3 min read

Moses Pays Attention

Over and over again, the text aligns Moses with God when Moses is paying attention. He notices when something isn’t right.
Moses Pays Attention
Photo by Laura Seaman / Unsplash

Exodus 2:11-17

Moses is watching his people, the Hebrews, work. He is overcome by the reality that all of them are enslaved, working as forced laborers. Exodus 1:8-11 notes the Egyptians oppressed the Hebrews in order to control their population and power. As Moses is paying attention to this unjust exploitation, he sees an Egyptian beating a Hebrew person. Unable to stand by idly, Moses saves the Hebrew, killing the Egyptian and hiding him in the sand (2:12).

We might read this brief and deadly encounter and think, “Well, it’s great that he saved his brother, the Hebrew, but did he have to kill the Egyptian? Was that necessary?” This is a crucial question when we encounter violence of any type in biblical stories. We may be tempted to skip over such violent incidences or ignore them entirely because we honor Moses as a great hero—one who becomes aware of his people’s suffering and ultimately acts to help liberate them. But we need to pause and linger over this brutal event, not to justify the action but at least to contextualize it within the world of the Exodus story. We take this violence seriously by thinking deeply about its use here in the narrative and within the wider world.

Old Testament scholar Terence Fretheim says it’s important theologically to note how many of Moses’s actions here in Exodus are actually parallel with God’s actions later in the story (Exodus (Interpretation: Westminster John Knox, 1991), 42-43.) For instance, Moses sees Israel’s oppression in Exodus 2:11 just as God sees it in 2:25. Likewise, the same verb that is used to describe Moses striking the Egyptian in verse 12 is also used to describe God’s actions toward the Egyptians in Exodus 3:20 and 12:12-13, when God strikes Egypt with different plagues. Fretheim argues using the same verb (to strike) would not have been considered inappropriate by the narrator because it anticipates God’s subsequent actions. It foreshadows God’s more active resistance toward injustice in the coming chapters. Both God and Moses move from seeing to action. These literary observations, of course, do not ultimately validate the violence in this passage, and we will need still to sit with the discomfort of violence on a human level. It is important to ask the question of whether violence is ever an appropriate form of resistance to injustice. However, it is also important to note that our understanding of the use of violence may be culturally different than that of these ancient storytellers. The emphasis in this story seems to focus on Moses’s relationship with his “brothers” and his attention to their suffering.  Some readers may see Moses’s actions as a failure of leadership, and we would, of course, want to condemn homicide in the strongest terms; yet for the purposes of this study, we want to draw attention to Moses’s ability to see the injustice around him. His subsequent actions may not have been constructive, but his attention to exploitation is worthy of our attention.
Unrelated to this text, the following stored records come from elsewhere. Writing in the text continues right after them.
#[cfg(test)]
mod tests {
    use super::*;

    fn rule(name: &str) -> Box<dyn IpaTransform> {
        builtin_rules()
            .unwrap()
            .into_iter()
            .find(|r| r.name() == name)
            .unwrap_or_else(|| panic!("missing rule {name}"))
    }

    fn apply(name: &str, word: &str, ipa: &str) -> String {
        rule(name).apply(word, ipa, "NOUN")
    }

    #[test]
    fn test_all_rules_compile_with_unique_names() {
        let rules = builtin_rules().unwrap();
        assert_eq!(rules.len(), 17);
        let mut names: Vec<&str> = rules.iter().map(|r| r.name()).collect();
        names.sort_unstable();
        names.dedup();
        assert_eq!(names.len(), 17);
    }

    #[test]
    fn test_reduce_vowel_centralization() {
        assert_eq!(apply("reduce_vowel_centralization", "pedir", "pɨ·ˈdiɾ"), "pe·ˈdiɾ");
        // Word-final ɨ has no following consonant
        assert_eq!(apply("reduce_vowel_centralization", "noite", "ˈnoj·tɨ"), "ˈnoj·tɨ");
        assert_eq!(
            apply("reduce_vowel_centralization", "pequeno", "pɨ·ˈkɨ·nu"),
            "pe·ˈke·nu"
        );
    }

    #[test]
    fn test_open_vowel_preference_is_identity() {
        assert_eq!(apply("open_vowel_preference", "cama", "ˈkɐ·mɐ"), "ˈkɐ·mɐ");
    }

    #[test]
    fn test_retain_ou_diphthong() {
        assert_eq!(apply("retain_ou_diphthong", "ouro", "ˈo·ɾu"), "ˈow·ɾu");
        assert_eq!(apply("retain_ou_diphthong", "touro", "ˈto·ɾu"), "ˈtow·ɾu");
        assert_eq!(apply("retain_ou_diphthong", "touro", "ˈtow·ɾu"), "ˈtow·ɾu");
        assert_eq!(apply("retain_ou_diphthong", "pôs", "ˈpoʃ"), "ˈpoʃ");
        assert_eq!(apply("retain_ou_diphthong", "boa", "ˈbo·ɐ"), "ˈbow·ɐ");
        assert_eq!(apply("retain_ou_diphthong", "bolo", "ˈbo·lu"), "ˈbo·lu");
    }

    #[test]
    fn test_retain_ei_diphthong() {
        assert_eq!(apply("retain_ei_diphthong", "leite", "ˈlɐj·tɨ"), "ˈlej·tɨ");
        // Only the stressed syllable is restored
        assert_eq!(apply("retain_ei_diphthong", "x", "lɐj·ˈta"), "lɐj·ˈta");
    }

    #[test]
    fn test_conservative_o_nasal_retention() {
        assert_eq!(apply("conservative_o_nasal_retention", "pão", "ˈpɐ̃w"), "ˈpõ");
        assert_eq!(apply("conservative_o_nasal_retention", "irmão", "iɾ·ˈmɐ̃w"), "iɾ·ˈmõ");
        // Unstressed -ão (órgão) is left alone
        assert_eq!(apply("conservative_o_nasal_retention", "órgão", "ˈɔɾ·ɡɐ̃w"), "ˈɔɾ·ɡɐ̃w");
        assert_eq!(apply("conservative_o_nasal_retention", "mãe", "ˈmɐ̃j"), "ˈmɐ̃j");
    }

    #[test]
    fn test_labial_fricative_stop_merger() {
        assert_eq!(apply("labial_fricative_stop_merger", "vaca", "ˈva·kɐ"), "ˈβa·kɐ");
        assert_eq!(apply("labial_fricative_stop_merger", "verdade", "vɨɾ·ˈda·dɨ"), "βɨɾ·ˈda·dɨ");
        assert_eq!(apply("labial_fricative_stop_merger", "uva", "ˈu·vɐ"), "ˈu·vɐ");
    }

    #[test]
    fn test_palatal_affrication_ch() {
        assert_eq!(apply("palatal_affrication_ch", "chuva", "ˈʃu·vɐ"), "ˈtʃu·vɐ");
        assert_eq!(apply("palatal_affrication_ch", "chuva", "ˈtʃu·vɐ"), "ˈtʃu·vɐ");
        assert_eq!(apply("palatal_affrication_ch", "xaile", "ˈʃaj·lɨ"), "ˈʃaj·lɨ");
    }

    #[test]
    fn test_rhotic_realization() {
        assert_eq!(apply("rhotic_realization", "rato", "ˈʁa·tu"), "ˈra·tu");
        assert_eq!(apply("rhotic_realization", "honra", "ˈõ·ʁɐ"), "ˈõ·ʁɐ");
        assert_eq!(apply("rhotic_realization", "melro", "ˈmɛl·ʁu"), "ˈmɛl·ru");
        assert_eq!(apply("rhotic_realization", "carro", "ˈka·ʁu"), "ˈka·ʁu");
    }

    #[test]
    fn test_epenthetic_j_before_palatal() {
        assert_eq!(apply("epenthetic_j_before_palatal", "velho", "ˈvɛ·ʎu"), "ˈvɛj·ʎu");
        assert_eq!(apply("epenthetic_j_before_palatal", "banha", "ˈbɐ·ɲɐ"), "ˈbɐj·ɲɐ");
        assert_eq!(apply("epenthetic_j_before_palatal", "filho", "ˈfi·ʎu"), "ˈfi·ʎu");
    }

    #[test]
    fn test_nasal_diphthongization() {
        assert_eq!(apply("nasal_diphthongization_e", "gente", "ˈʒẽ·tɨ"), "ˈʒeĩ·tɨ");
        assert_eq!(apply("nasal_diphthongization_e", "x", "ẽɐ"), "ẽɐ");
        assert_eq!(apply("nasal_diphthongization_o", "ponte", "ˈpõ·tɨ"), "ˈpoũ·tɨ");
    }

    #[test]
    fn test_rising_diphthong_o() {
        assert_eq!(apply("rising_diphthong_o", "porto", "ˈpoɾ·tu"), "ˈpuoɾ·tu");
        assert_eq!(apply("rising_diphthong_o", "bolo", "ˈbo·lu"), "ˈbuo·lu");
        assert_eq!(apply("rising_diphthong_o", "ponte", "ˈpõ·tɨ"), "ˈpõ·tɨ");
    }

    #[test]
    fn test_nasal_glide_palatalization() {
        assert_eq!(apply("nasal_glide_palatalization", "mãe", "ˈmɐ̃j"), "ˈmɐ̃jɲ");
        assert_eq!(apply("nasal_glide_palatalization", "põe", "ˈpõj̃"), "ˈpõɲ");
        assert_eq!(apply("nasal_glide_palatalization", "pai", "ˈpaj"), "ˈpaj");
    }

    #[test]
    fn test_nasal_vowel_raising() {
        assert_eq!(apply("nasal_vowel_raising", "mãe", "ˈmɐ̃j"), "ˈmãj");
    }

    #[test]
    fn test_intervocalic_s_voicing() {
        assert_eq!(apply("intervocalic_s_voicing", "moço", "ˈmo·su"), "ˈmo·zu");
        assert_eq!(apply("intervocalic_s_voicing", "x", "ˈsa·sa·sa"), "ˈsa·za·za");
        assert_eq!(apply("intervocalic_s_voicing", "seis", "ˈsejs"), "ˈsejs");
        assert_eq!(apply("intervocalic_s_voicing", "lás", "ˈlas"), "ˈlaz");
    }

    #[test]
    fn test_initial_z_devoicing() {
        assert_eq!(apply("initial_z_devoicing", "zero", "ˈzɛ·ɾu"), "ˈsɛ·ɾu");
        assert_eq!(apply("initial_z_devoicing", "casa", "ˈka·zɐ"), "ˈka·zɐ");
    }

    #[test]
    fn test_final_nasal_denasalization() {
        assert_eq!(
            apply("final_nasal_denasalization", "viagem", "vi·ˈa·ʒẽj"),
            "vi·ˈa·ʒe"
        );
        assert_eq!(apply("final_nasal_denasalization", "x", "ˈa·ʒɐ̃"), "ˈa·ʒɐ");
        assert_eq!(apply("final_nasal_denasalization", "hoje", "ˈo·ʒɨ"), "ˈo·ʒɨ");
    }

    #[test]
    fn test_rewrite_until_stable() {
        let once = Rewrite::new("aa", "a").unwrap();
        assert_eq!(once.apply("aaaa"), "aa");
        let stable = Rewrite::new("aa", "a").unwrap().until_stable();
        assert_eq!(stable.apply("aaaa"), "a");
    }
}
“When Moses went out the next day, he was surprised to see two Hebrew people fighting…”

In Exodus 2:13, the next day, Moses again “sees” like God does, when Moses observes two Hebrews fighting. This time the enmity stems not from the Egyptians’ oppression, but from infighting between the Hebrews. Again, something does not seem right, and Moses is paying attention. Moses intervenes to address the injustice, confronting the person in the wrong, just as God will confront Pharaoh through Moses in the days ahead.

Next in the chapter, in 2:15-17, after he learns his violent deed is known, Moses flees to the land of Midian, where he sees shepherds driving away women from a well as they are drawing water for their father’s flock. Once again, something isn’t right about this scene, and Moses is paying attention. He immediately rushes to their rescue, and the same verb used when Moses saves these women from the shepherds is the verb used later in Exodus to describe how  God will ultimately rescue and save the people of Israel.

Over and over again, the text aligns Moses with God when Moses is paying attention. He notices when something isn’t right. He sees the injustices around him, and he can’t help but respond – even when it means risking his safety.

The story makes us wonder whether we are paying attention to the suffering around us with the same concern. Are we seeing the injustices in our community and our world? And, when we do see an injustice, are we tempted to ignore it or respond like Moses?  Ultimately, the practice of paying attention cannot leave us where we are. It calls us to action, guided by our confidence in a faithful God who liberates.